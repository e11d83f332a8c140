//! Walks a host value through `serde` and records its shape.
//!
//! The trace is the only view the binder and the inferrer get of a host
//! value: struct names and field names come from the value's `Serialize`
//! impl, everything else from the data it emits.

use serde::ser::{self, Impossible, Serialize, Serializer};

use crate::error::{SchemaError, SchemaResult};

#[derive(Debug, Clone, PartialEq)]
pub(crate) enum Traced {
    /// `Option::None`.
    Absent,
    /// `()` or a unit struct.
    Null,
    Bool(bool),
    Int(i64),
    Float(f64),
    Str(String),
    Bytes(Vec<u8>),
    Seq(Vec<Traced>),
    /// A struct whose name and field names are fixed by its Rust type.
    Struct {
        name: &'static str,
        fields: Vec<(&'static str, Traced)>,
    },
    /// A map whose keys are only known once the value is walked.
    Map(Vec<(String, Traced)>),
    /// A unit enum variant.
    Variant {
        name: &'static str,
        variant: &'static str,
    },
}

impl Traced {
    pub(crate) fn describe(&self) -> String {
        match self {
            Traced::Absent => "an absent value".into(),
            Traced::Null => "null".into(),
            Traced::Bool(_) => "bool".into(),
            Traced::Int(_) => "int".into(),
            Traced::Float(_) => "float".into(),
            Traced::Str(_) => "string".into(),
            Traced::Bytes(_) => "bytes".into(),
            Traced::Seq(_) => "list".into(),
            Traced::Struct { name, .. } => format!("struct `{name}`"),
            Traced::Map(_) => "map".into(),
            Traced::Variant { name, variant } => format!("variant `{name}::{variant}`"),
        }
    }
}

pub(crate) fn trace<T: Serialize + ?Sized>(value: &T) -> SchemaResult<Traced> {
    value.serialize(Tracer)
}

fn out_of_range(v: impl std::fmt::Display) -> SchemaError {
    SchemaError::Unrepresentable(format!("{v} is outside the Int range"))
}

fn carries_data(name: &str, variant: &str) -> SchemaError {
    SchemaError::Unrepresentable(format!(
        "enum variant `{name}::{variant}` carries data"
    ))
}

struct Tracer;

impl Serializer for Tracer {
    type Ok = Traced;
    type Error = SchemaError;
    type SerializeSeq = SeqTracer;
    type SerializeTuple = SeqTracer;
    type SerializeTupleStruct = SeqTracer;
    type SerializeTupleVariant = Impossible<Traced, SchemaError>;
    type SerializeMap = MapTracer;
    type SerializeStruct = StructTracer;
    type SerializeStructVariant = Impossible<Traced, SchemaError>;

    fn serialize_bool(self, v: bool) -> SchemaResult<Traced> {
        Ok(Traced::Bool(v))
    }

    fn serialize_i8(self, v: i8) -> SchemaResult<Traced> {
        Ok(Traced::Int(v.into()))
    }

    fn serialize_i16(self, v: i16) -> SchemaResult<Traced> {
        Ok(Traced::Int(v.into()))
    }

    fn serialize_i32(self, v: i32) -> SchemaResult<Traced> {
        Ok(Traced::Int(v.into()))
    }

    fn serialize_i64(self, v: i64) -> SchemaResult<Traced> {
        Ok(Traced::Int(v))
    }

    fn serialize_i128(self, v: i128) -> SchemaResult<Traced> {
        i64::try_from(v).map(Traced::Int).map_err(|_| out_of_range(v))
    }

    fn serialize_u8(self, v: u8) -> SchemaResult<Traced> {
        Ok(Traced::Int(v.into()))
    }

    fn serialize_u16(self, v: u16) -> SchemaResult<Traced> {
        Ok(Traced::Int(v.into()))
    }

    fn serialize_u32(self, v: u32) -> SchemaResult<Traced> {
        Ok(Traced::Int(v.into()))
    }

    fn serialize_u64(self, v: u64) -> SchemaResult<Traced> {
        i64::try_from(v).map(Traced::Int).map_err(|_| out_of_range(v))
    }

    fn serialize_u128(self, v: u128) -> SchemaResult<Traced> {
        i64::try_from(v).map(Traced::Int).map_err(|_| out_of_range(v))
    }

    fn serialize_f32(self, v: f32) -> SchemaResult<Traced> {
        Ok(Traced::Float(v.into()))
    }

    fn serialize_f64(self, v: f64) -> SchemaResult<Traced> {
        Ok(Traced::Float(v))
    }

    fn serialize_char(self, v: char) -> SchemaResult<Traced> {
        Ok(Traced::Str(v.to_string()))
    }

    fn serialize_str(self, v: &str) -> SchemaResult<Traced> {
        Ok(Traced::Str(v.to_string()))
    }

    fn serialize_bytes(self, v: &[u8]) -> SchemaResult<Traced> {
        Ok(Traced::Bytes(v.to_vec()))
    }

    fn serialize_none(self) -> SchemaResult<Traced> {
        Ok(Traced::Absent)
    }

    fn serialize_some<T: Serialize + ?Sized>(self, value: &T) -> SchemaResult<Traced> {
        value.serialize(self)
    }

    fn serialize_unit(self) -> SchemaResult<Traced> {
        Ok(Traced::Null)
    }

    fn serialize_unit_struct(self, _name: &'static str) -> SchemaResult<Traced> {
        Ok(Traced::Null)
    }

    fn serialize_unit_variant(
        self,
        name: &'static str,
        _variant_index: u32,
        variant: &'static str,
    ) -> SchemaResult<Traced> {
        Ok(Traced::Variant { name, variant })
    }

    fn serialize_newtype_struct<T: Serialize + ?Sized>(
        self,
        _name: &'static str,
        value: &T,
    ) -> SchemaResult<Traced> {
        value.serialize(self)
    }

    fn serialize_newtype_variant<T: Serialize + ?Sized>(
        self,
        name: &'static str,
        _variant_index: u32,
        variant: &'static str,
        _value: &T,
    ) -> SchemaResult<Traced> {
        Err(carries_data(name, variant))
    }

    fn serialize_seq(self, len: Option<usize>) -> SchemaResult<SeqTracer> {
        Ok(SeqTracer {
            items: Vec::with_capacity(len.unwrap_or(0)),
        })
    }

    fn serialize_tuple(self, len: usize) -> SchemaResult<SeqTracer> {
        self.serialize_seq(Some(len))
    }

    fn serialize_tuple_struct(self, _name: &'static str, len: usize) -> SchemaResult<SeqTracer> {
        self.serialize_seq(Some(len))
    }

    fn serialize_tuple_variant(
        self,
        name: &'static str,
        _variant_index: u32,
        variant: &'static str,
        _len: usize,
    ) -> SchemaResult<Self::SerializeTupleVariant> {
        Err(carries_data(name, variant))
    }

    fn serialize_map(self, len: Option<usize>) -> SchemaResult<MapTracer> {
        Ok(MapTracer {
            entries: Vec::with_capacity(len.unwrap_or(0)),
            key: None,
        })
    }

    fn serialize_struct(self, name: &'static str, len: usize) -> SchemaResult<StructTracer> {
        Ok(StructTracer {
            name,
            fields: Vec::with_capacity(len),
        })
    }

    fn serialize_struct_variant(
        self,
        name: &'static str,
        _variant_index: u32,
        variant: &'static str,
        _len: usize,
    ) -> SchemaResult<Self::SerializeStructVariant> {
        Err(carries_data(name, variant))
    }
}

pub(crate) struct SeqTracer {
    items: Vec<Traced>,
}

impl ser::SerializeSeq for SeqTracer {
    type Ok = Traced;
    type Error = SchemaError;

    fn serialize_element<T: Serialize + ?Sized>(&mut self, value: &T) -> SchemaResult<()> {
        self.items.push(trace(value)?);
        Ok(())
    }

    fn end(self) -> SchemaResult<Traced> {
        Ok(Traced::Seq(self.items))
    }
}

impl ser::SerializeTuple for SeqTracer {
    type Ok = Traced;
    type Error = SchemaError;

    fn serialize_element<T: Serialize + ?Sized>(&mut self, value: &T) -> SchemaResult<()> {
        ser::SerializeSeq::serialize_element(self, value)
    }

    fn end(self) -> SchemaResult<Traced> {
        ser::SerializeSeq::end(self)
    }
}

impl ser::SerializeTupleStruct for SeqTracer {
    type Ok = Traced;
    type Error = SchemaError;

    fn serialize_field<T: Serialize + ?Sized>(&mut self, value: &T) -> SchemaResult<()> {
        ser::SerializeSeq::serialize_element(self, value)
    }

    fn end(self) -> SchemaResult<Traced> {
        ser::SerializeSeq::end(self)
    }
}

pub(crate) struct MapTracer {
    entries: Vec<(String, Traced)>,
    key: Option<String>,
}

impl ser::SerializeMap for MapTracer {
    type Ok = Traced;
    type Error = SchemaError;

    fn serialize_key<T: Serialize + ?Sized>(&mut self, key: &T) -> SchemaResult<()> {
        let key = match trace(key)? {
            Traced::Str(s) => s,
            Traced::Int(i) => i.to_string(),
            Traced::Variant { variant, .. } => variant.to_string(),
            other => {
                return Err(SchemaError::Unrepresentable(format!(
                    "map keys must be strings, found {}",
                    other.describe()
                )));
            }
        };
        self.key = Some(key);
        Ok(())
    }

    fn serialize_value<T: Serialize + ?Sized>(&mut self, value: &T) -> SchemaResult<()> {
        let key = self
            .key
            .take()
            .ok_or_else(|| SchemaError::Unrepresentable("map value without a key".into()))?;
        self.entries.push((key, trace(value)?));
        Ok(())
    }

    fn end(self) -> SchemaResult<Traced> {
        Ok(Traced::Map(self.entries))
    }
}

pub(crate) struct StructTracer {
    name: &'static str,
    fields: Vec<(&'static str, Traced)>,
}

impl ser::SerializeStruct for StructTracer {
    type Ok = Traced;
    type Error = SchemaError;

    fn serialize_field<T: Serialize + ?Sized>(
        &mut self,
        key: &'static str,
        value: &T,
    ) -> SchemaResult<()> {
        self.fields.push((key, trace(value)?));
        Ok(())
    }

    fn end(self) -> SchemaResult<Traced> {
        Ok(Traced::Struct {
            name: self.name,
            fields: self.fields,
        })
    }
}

--

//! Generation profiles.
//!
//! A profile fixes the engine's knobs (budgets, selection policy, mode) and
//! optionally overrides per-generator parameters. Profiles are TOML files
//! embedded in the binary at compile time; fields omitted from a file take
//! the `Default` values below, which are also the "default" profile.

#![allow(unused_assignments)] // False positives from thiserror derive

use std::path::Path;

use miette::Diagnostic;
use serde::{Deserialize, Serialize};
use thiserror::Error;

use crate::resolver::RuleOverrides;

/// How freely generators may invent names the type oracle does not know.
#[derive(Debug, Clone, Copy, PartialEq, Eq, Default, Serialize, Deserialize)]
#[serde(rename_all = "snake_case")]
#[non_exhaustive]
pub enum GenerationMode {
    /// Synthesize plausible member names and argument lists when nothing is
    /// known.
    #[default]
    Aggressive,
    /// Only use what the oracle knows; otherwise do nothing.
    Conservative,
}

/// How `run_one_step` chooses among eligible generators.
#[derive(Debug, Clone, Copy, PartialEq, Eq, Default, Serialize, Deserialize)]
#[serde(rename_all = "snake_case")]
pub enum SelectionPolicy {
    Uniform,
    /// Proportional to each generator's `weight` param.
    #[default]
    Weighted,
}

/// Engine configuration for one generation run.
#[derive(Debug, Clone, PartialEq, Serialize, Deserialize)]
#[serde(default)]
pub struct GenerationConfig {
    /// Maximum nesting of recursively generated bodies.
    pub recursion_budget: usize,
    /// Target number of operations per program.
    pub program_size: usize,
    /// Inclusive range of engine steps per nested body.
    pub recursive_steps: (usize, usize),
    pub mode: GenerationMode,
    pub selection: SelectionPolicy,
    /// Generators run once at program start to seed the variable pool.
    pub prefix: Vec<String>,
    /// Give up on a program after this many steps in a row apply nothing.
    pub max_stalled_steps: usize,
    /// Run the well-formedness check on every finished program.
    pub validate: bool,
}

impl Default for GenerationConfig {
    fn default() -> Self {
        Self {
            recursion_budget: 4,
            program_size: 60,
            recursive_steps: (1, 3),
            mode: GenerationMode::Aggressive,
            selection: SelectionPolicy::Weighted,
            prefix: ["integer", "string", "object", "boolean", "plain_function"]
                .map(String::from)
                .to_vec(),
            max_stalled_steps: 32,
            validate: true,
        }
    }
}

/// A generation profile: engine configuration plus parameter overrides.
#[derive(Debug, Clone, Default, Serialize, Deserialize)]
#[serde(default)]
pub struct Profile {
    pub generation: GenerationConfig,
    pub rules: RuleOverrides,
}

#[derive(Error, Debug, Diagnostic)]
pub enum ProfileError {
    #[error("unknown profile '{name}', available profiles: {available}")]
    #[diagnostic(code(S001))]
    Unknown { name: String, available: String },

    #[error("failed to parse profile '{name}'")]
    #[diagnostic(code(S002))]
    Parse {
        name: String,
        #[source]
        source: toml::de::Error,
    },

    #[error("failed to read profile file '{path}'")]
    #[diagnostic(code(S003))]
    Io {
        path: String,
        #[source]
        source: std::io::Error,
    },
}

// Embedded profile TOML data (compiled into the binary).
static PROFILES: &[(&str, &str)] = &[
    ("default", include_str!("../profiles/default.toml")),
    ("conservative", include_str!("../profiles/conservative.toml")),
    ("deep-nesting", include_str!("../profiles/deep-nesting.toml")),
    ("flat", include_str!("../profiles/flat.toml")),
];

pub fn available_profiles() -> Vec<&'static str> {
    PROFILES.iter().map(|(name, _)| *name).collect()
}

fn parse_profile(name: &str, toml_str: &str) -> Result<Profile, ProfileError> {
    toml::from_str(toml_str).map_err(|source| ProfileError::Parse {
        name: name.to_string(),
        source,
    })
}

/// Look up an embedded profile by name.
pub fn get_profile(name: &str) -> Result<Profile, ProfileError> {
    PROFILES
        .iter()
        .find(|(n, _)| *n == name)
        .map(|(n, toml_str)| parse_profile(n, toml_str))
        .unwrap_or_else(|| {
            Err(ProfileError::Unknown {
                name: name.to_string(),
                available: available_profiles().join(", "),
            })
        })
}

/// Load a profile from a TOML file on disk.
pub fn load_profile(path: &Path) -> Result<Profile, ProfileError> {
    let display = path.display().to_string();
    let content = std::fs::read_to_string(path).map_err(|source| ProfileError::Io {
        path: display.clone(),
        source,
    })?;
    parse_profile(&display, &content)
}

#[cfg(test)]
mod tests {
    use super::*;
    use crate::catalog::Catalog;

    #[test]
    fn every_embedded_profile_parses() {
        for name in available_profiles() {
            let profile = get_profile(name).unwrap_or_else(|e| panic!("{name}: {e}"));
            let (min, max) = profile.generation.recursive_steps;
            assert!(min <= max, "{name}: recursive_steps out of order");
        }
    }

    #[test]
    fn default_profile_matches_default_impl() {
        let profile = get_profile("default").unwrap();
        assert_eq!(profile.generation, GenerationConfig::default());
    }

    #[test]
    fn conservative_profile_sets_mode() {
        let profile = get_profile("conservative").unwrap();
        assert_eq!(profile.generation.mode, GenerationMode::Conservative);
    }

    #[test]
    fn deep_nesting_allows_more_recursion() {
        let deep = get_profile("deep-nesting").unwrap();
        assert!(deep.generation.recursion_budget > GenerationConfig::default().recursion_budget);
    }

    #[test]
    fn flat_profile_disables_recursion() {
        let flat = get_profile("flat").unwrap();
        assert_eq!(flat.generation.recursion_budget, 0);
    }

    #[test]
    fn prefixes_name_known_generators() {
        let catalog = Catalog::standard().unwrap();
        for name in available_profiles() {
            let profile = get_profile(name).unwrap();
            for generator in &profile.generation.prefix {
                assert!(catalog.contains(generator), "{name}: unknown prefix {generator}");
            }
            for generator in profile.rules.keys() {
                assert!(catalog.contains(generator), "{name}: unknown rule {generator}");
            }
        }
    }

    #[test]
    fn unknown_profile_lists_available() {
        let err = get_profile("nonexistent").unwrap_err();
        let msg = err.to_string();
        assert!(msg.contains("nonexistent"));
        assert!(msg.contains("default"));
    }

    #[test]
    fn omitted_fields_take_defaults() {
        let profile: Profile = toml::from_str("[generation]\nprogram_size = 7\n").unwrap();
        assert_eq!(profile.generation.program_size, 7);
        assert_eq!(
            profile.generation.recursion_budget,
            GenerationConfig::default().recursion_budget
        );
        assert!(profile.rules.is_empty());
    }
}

...

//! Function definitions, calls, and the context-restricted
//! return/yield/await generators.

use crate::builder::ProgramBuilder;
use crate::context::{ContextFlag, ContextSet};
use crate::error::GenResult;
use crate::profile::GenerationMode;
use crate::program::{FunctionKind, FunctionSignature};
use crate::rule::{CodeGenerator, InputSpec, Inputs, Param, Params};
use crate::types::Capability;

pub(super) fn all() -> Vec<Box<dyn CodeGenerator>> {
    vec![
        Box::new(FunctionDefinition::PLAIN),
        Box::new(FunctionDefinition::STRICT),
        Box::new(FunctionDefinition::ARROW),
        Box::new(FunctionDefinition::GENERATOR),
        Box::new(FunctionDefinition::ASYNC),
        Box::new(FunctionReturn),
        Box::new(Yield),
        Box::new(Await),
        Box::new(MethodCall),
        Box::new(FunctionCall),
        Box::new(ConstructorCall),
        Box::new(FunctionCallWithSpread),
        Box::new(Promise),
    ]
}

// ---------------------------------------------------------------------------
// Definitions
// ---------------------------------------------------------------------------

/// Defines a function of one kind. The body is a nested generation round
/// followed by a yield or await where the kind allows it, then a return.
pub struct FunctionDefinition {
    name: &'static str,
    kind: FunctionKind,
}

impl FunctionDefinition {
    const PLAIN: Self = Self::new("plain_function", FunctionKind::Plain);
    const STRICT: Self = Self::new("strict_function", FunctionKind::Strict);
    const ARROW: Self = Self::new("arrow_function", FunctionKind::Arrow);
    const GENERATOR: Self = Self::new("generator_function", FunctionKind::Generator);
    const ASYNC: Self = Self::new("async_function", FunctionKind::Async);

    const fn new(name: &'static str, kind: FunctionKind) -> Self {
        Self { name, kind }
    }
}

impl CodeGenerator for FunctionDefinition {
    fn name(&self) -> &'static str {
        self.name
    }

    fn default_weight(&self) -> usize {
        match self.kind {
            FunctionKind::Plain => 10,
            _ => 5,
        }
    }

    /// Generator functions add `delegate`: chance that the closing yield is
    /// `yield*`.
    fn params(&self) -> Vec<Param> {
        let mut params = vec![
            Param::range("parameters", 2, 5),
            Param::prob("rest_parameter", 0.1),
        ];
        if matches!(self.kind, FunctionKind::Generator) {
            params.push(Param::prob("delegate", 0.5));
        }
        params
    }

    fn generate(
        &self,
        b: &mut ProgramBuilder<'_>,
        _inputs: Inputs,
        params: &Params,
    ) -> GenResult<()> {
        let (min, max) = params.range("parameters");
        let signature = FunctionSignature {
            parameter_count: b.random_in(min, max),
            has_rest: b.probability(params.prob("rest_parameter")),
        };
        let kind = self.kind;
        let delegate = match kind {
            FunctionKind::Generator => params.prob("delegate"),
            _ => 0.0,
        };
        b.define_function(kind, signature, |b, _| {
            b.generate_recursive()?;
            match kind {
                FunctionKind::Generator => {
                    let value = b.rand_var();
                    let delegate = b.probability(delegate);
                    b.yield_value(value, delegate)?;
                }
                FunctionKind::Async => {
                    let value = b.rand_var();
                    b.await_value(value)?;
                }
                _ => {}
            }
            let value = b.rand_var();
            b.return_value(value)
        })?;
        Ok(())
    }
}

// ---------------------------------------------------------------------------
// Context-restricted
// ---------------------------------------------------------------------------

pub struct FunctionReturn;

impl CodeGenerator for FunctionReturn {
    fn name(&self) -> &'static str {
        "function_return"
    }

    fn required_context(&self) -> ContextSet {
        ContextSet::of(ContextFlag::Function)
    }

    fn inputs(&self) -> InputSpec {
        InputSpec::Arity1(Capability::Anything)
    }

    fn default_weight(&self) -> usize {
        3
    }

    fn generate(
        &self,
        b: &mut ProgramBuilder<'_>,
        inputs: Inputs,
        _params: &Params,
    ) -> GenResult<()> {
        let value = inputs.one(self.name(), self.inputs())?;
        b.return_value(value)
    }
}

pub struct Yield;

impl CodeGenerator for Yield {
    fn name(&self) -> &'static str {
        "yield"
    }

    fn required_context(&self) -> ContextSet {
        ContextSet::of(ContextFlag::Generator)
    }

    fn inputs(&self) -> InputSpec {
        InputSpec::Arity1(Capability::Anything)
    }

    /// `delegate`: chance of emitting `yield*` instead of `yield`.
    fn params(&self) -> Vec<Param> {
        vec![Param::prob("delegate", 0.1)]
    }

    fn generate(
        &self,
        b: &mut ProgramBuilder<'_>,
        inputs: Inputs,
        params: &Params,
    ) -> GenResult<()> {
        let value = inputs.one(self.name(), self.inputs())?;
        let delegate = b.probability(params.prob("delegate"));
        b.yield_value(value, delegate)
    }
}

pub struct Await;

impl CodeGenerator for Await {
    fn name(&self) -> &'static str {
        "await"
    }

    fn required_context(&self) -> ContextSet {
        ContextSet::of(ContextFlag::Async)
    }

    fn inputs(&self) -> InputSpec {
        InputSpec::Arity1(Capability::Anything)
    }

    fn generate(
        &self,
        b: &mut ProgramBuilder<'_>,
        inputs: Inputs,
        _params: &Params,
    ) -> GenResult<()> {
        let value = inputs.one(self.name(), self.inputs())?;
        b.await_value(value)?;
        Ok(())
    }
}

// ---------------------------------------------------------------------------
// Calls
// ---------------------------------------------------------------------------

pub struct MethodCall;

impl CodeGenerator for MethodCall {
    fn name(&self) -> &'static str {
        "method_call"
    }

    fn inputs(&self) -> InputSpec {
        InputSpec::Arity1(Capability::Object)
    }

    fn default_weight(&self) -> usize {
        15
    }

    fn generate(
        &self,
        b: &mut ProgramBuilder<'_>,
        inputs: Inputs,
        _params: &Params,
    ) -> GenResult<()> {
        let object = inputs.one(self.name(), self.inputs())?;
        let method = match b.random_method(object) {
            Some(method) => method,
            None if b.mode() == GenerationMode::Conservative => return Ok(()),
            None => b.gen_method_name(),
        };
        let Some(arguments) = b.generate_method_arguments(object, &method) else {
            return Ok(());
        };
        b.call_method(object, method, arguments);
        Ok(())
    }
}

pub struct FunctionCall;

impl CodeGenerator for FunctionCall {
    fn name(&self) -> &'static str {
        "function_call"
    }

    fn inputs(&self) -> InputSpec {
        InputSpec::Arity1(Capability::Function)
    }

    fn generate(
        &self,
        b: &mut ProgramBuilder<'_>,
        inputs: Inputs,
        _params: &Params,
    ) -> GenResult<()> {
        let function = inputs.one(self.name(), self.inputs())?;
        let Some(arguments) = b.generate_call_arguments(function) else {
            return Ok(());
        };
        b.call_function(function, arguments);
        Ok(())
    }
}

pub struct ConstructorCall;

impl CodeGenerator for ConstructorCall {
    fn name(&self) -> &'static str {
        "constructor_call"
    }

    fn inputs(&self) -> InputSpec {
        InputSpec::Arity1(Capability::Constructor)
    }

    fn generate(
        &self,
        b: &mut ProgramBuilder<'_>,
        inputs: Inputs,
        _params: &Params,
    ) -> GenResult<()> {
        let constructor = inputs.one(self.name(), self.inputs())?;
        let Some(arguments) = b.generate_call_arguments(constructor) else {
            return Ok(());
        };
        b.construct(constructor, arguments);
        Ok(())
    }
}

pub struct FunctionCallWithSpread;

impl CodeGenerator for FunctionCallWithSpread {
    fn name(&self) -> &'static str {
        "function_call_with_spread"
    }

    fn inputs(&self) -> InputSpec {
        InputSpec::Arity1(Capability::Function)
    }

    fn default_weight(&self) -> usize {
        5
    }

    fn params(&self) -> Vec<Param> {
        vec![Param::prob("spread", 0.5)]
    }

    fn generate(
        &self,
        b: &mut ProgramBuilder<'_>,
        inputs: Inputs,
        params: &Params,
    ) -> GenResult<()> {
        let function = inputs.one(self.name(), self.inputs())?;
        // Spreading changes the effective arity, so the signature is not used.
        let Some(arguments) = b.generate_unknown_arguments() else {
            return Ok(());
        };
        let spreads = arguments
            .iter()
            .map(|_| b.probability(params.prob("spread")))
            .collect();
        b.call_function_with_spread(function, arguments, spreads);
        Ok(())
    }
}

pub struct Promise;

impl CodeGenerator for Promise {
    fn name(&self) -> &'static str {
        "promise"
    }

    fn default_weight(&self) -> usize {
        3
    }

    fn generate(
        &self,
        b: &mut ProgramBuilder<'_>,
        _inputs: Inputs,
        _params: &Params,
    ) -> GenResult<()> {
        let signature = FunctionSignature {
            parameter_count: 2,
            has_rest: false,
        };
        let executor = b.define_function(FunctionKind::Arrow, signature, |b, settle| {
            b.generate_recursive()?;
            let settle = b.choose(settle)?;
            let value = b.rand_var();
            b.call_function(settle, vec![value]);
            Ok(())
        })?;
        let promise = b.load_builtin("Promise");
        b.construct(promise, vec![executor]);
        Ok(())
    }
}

** ABOUT THIS TASK **
The word "source" appears in some of the lines above. Copy those lines.

** EXERCISE RESULT **
        #[source]
        source: toml::de::Error,
        #[source]
        source: std::io::Error,
    toml::from_str(toml_str).map_err(|source| ProfileError::Parse {
        source,
    let content = std::fs::read_to_string(path).map_err(|source| ProfileError::Io {
        source,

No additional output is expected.